Evangelical Identity in the Age of Trump


Neil J. Young offers his perspective on the meaning of evangelicalism in the age of Trump.

Here is a taste:

On Tuesday night, white evangelicals set fire to what remained of Reagan Republicanism and overwhelmingly endorsed Trumpism, a toxic brew of white ethno-nationalist populism spiked with heavy doses of misogyny and xenophobia. In doing so, they may have also destroyed their witness to the nation.

According to exit polls, 81 percent of white evangelicals voted for Donald Trump. That number should stun on its own, but its historical outrageousness becomes clearer when considering it represents higher support than George W. Bush received from white evangelicals in his two election bids.

Despite that enthusiastic endorsement, some conservative Christian leaders are already trying to distance evangelicals from their complicity in the results. On his blog at Christianity Today, Ed Stetzer wrote that evangelicals needed to “accept the outcome and what it means,” as if evangelicals had to struggle to come to terms with a result they had in fact created.
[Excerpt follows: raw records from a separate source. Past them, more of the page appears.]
// SPDX-License-Identifier: AGPL-3.0-or-later
//
// Copyright (C) 2026 Relational Network

use axum::{
    middleware,
    routing::{get, post},
    Json, Router,
};
use serde::Serialize;
use tower_http::{cors::CorsLayer, trace::TraceLayer};
use utoipa::{
    openapi::security::{HttpAuthScheme, HttpBuilder, SecurityScheme},
    Modify, OpenApi,
};
use utoipa_swagger_ui::SwaggerUi;

use crate::{
    auth::guard::access_guard,
    models::{
        ClinicResponse, CreateClinicRequest, LoginRequest, RegisterRequest, SessionResponse,
        UserResponse,
    },
    state::AppState,
};

pub mod auth;
pub mod clinics;
pub mod users;

pub fn router(state: AppState) -> Router {
    // Protected routes carry full paths (merged, not nested) so the access
    // guard sees the same matched-path patterns as the policy table.
    let protected = Router::new()
        .route("/v1/users/me", get(users::get_current_user))
        .route("/v1/users", get(users::list_users))
        .route("/v1/clinics", post(clinics::create_clinic))
        .route("/v1/clinics/{clinic_id}/staff", get(clinics::list_staff))
        .route_layer(middleware::from_fn_with_state(state.clone(), access_guard));

    Router::new()
        .route("/auth/register", post(auth::register))
        .route("/auth/login", post(auth::login))
        .route("/health", get(health))
        .merge(protected)
        .merge(SwaggerUi::new("/docs").url("/api-doc/openapi.json", ApiDoc::openapi()))
        .layer(CorsLayer::permissive())
        .layer(TraceLayer::new_for_http())
        .with_state(state)
}

#[derive(Serialize)]
struct HealthResponse {
    status: &'static str,
}

/// Liveness probe; requires no authentication.
async fn health() -> Json<HealthResponse> {
    Json(HealthResponse { status: "ok" })
}

struct SecurityAddon;

impl Modify for SecurityAddon {
    fn modify(&self, openapi: &mut utoipa::openapi::OpenApi) {
        if let Some(components) = openapi.components.as_mut() {
            components.add_security_scheme(
                "bearer",
                SecurityScheme::Http(
                    HttpBuilder::new()
                        .scheme(HttpAuthScheme::Bearer)
                        .bearer_format("JWT")
                        .build(),
                ),
            );
        }
    }
}

#[derive(OpenApi)]
#[openapi(
    paths(
        auth::register,
        auth::login,
        users::get_current_user,
        users::list_users,
        clinics::create_clinic,
        clinics::list_staff
    ),
    components(
        schemas(
            RegisterRequest,
            LoginRequest,
            SessionResponse,
            UserResponse,
            CreateClinicRequest,
            ClinicResponse,
            users::UserMeResponse
        )
    ),
    modifiers(&SecurityAddon),
    tags(
        (name = "Auth", description = "Registration and login"),
        (name = "Users", description = "User information"),
        (name = "Clinics", description = "Clinic and staff management")
    )
)]
struct ApiDoc;
// SPDX-License-Identifier: AGPL-3.0-or-later
//
// Copyright (C) 2026 Relational Network

//! Clinic Server - Multi-Tenant Clinic Authentication Service
//!
//! Registration, login, signed-token issuance/validation and role- plus
//! tenant-scoped access control for clinic staff and patients.
//!
//! ## Modules
//!
//! - `api` - HTTP API handlers (Axum)
//! - `auth` - Credentials, tokens, roles and the access guard
//! - `store` - In-memory principal/clinic store
//! - `config` - Environment configuration (fail-loud signing secret)

pub mod api;
pub mod auth;
pub mod config;
pub mod error;
pub mod models;
pub mod state;
pub mod store;
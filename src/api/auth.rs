// SPDX-License-Identifier: AGPL-3.0-or-later
//
// Copyright (C) 2026 Relational Network

//! Registration and login endpoints.

use axum::{extract::State, http::StatusCode, Json};

use crate::{
    error::ApiError,
    models::{LoginRequest, RegisterRequest, SessionResponse},
    state::AppState,
};

/// Register a new user and return an authenticated session.
#[utoipa::path(
    post,
    path = "/auth/register",
    request_body = RegisterRequest,
    tag = "Auth",
    responses(
        (status = 201, description = "Account created", body = SessionResponse),
        (status = 400, description = "Validation failure or missing/unknown clinic"),
        (status = 409, description = "Email already registered"),
    )
)]
pub async fn register(
    State(state): State<AppState>,
    Json(request): Json<RegisterRequest>,
) -> Result<(StatusCode, Json<SessionResponse>), ApiError> {
    let session = state.sessions().register(request).await?;
    tracing::info!(user_id = session.user.id, role = %session.user.role, "user registered");
    Ok((StatusCode::CREATED, Json(session)))
}

/// Verify credentials and return an authenticated session.
#[utoipa::path(
    post,
    path = "/auth/login",
    request_body = LoginRequest,
    tag = "Auth",
    responses(
        (status = 200, description = "Authenticated", body = SessionResponse),
        (status = 401, description = "Invalid email or password"),
    )
)]
pub async fn login(
    State(state): State<AppState>,
    Json(request): Json<LoginRequest>,
) -> Result<Json<SessionResponse>, ApiError> {
    let session = state.sessions().login(request).await?;
    tracing::debug!(user_id = session.user.id, "user logged in");
    Ok(Json(session))
}
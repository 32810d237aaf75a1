// SPDX-License-Identifier: AGPL-3.0-or-later
//
// Copyright (C) 2026 Relational Network

use std::{env, net::SocketAddr, process};

use clinic_server::{api::router, config::Config, state::AppState, store::InMemoryStore};
use tracing_subscriber::EnvFilter;

#[tokio::main]
async fn main() {
    init_tracing();

    // A missing or weak signing secret aborts startup; there is no fallback.
    let config = match Config::from_env() {
        Ok(config) => config,
        Err(e) => {
            tracing::error!(error = %e, "invalid configuration");
            process::exit(1);
        }
    };

    let state = AppState::new(InMemoryStore::new(), &config);
    let app = router(state);

    let addr: SocketAddr = format!("{}:{}", config.host, config.port)
        .parse()
        .expect("Failed to parse bind address");

    tracing::info!("Clinic server listening on http://{addr} (docs at /docs)");

    let listener = tokio::net::TcpListener::bind(addr)
        .await
        .expect("Failed to bind listener");

    axum::serve(listener, app)
        .with_graceful_shutdown(shutdown_signal())
        .await
        .expect("HTTP server failed");
}

fn init_tracing() {
    let filter = EnvFilter::try_from_default_env()
        .unwrap_or_else(|_| EnvFilter::new("info,tower_http=debug"));

    let format = env::var("LOG_FORMAT").unwrap_or_else(|_| "pretty".to_string());
    if format == "json" {
        tracing_subscriber::fmt().with_env_filter(filter).json().init();
    } else {
        tracing_subscriber::fmt().with_env_filter(filter).init();
    }
}

async fn shutdown_signal() {
    tokio::signal::ctrl_c()
        .await
        .expect("Failed to install Ctrl+C handler");
    tracing::info!("Shutdown signal received");
}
Other evangelicals, in an attempt to separate themselves from the full meaning of what they have done, have been busy recirculating a Washington Post article from earlier this month that detailed how “deep disgust” for Hillary Clinton drove evangelicals to vote for Trump, a desperate attempt to pretend this election was about rejecting Clinton rather than backing Trump.

But “votes against Clinton” is not what history will record.

Instead, white evangelicals will forever be associated with Donald Trump in the minds of the American people. And they will pay the price for that association.

Read the rest here.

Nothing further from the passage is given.